Monday, July 8, 2013

Growing with Recovery

I think about being a recovered Mental Health client-consumer many times throughout the years that I have been working and associating with co-workers and others.  I know that “recovery” began in the late 1980’s, a time when I was virtually useless as a drug addicted person and alcoholic.  As the Mental Health system began to change so did many others I knew as consumers and as I began to realize that I had to grow, how to start to make a transformation
I did not know.  People other than those I knew as an addict, peers in the mental health system, began to associate with me and began talking about becoming cured or recovered from their mental distress, their illness, even I wondered if there was a “cure” for the illness I suffered from, besides addiction and drunkeness.  As time progressed I learned ther were internal and external forces to be recokoned with.  Resilience and hope, words I never used, besides empowerment and something I lacked, which was responsibility and self-direction were words I never thought of until I thought of reaching out for help , yet as I grew, I learned I could educate myself about my symptoms and learn to cope and manage these symptoms of my illness.  I could with this new knowledge, mold my self with self-discipline and know what empathy meant in this society.

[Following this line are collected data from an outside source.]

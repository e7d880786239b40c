//! Announce tokens.
//!
//! A token binds a prior `get_peers` exchange to a later `announce_peer`
//! from the same address. Instead of remembering every token we hand out,
//! we keep two rotating secrets and recompute: a presented token is valid
//! if it matches the HMAC of the presenting address under the current or
//! the previous secret. Secrets rotate every five minutes (lazily, on use),
//! so a token stays valid for five to ten minutes.

use hmac::{Hmac, Mac};
use rand::RngCore;
use sha1::Sha1;
use std::convert::TryInto;
use std::net::SocketAddrV4;
use std::time::{Duration, Instant};

use crate::id::LengthError;

type HmacSha1 = Hmac<Sha1>;

/// How often the signing secret rotates.
const ROTATE_INTERVAL: Duration = Duration::from_secs(5 * 60);

const SECRET_LEN: usize = 20;

/// Length of an issued token in bytes.
pub(crate) const TOKEN_LEN: usize = 20;

#[derive(Copy, Clone, PartialEq, Eq, Hash, Debug)]
pub(crate) struct Token {
    bytes: [u8; TOKEN_LEN],
}

impl Token {
    pub fn new(bytes: &[u8]) -> Result<Self, LengthError> {
        Ok(Self {
            bytes: bytes.try_into().map_err(|_| LengthError)?,
        })
    }
}

impl AsRef<[u8]> for Token {
    fn as_ref(&self) -> &[u8] {
        &self.bytes
    }
}

// ----------------------------------------------------------------------------//

/// Issues and verifies short-lived announce tokens.
pub(crate) struct TokenAuthority {
    curr_secret: [u8; SECRET_LEN],
    prev_secret: [u8; SECRET_LEN],
    last_rotate: Instant,
}

impl TokenAuthority {
    pub fn new() -> TokenAuthority {
        // The previous secret starts out random as well; a placeholder
        // would let anyone announce to a freshly started node.
        TokenAuthority {
            curr_secret: random_secret(),
            prev_secret: random_secret(),
            last_rotate: Instant::now(),
        }
    }

    /// Issue a token for the given address under the current secret.
    pub fn issue(&mut self, addr: SocketAddrV4) -> Token {
        self.rotate_check();

        derive_token(&self.curr_secret, addr)
    }

    /// Check a presented token against the given address. Accepts tokens
    /// issued under the current or the previous secret.
    pub fn verify(&mut self, addr: SocketAddrV4, token: Token) -> bool {
        self.rotate_check();

        derive_token(&self.curr_secret, addr) == token
            || derive_token(&self.prev_secret, addr) == token
    }

    /// Rotate the secrets if the interval has passed. More than one missed
    /// interval invalidates both secrets.
    fn rotate_check(&mut self) {
        match intervals_passed(self.last_rotate) {
            0 => (),
            1 => {
                self.prev_secret = self.curr_secret;
                self.curr_secret = random_secret();
                self.last_rotate = Instant::now();
            }
            _ => {
                self.prev_secret = random_secret();
                self.curr_secret = random_secret();
                self.last_rotate = Instant::now();
            }
        }
    }
}

fn intervals_passed(last_rotate: Instant) -> u64 {
    let elapsed = Instant::now().saturating_duration_since(last_rotate);

    elapsed.as_secs() / ROTATE_INTERVAL.as_secs()
}

fn random_secret() -> [u8; SECRET_LEN] {
    let mut secret = [0u8; SECRET_LEN];
    rand::thread_rng().fill_bytes(&mut secret);
    secret
}

/// HMAC-SHA1 of the address (ip then port, big-endian) under the secret.
fn derive_token(secret: &[u8; SECRET_LEN], addr: SocketAddrV4) -> Token {
    // HMAC accepts keys of any length.
    let mut mac = HmacSha1::new_from_slice(secret).expect("HMAC key of any length");
    mac.update(&addr.ip().octets());
    mac.update(&addr.port().to_be_bytes());

    let digest: [u8; TOKEN_LEN] = mac.finalize().into_bytes().into();
    Token { bytes: digest }
}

Recovery means changing direction, your attitude and what you believe in from what I have learned about others and myself as well.  It doesn’t mean having a reliance on medicine, pills or self-medicating your self on illicit drugs or alcohol, it means to search and explore your personal self, exercise and meditate and find a balance between yourself and those who care to help you as well as loved ones. 
Focusing on building a new world for yourslef is a step in recovery, from the woes of distress which had become common to you to knowing that recovery makes you a new person, one who is unique with an ability to understand your rights and who knows the choices and self direction of your life.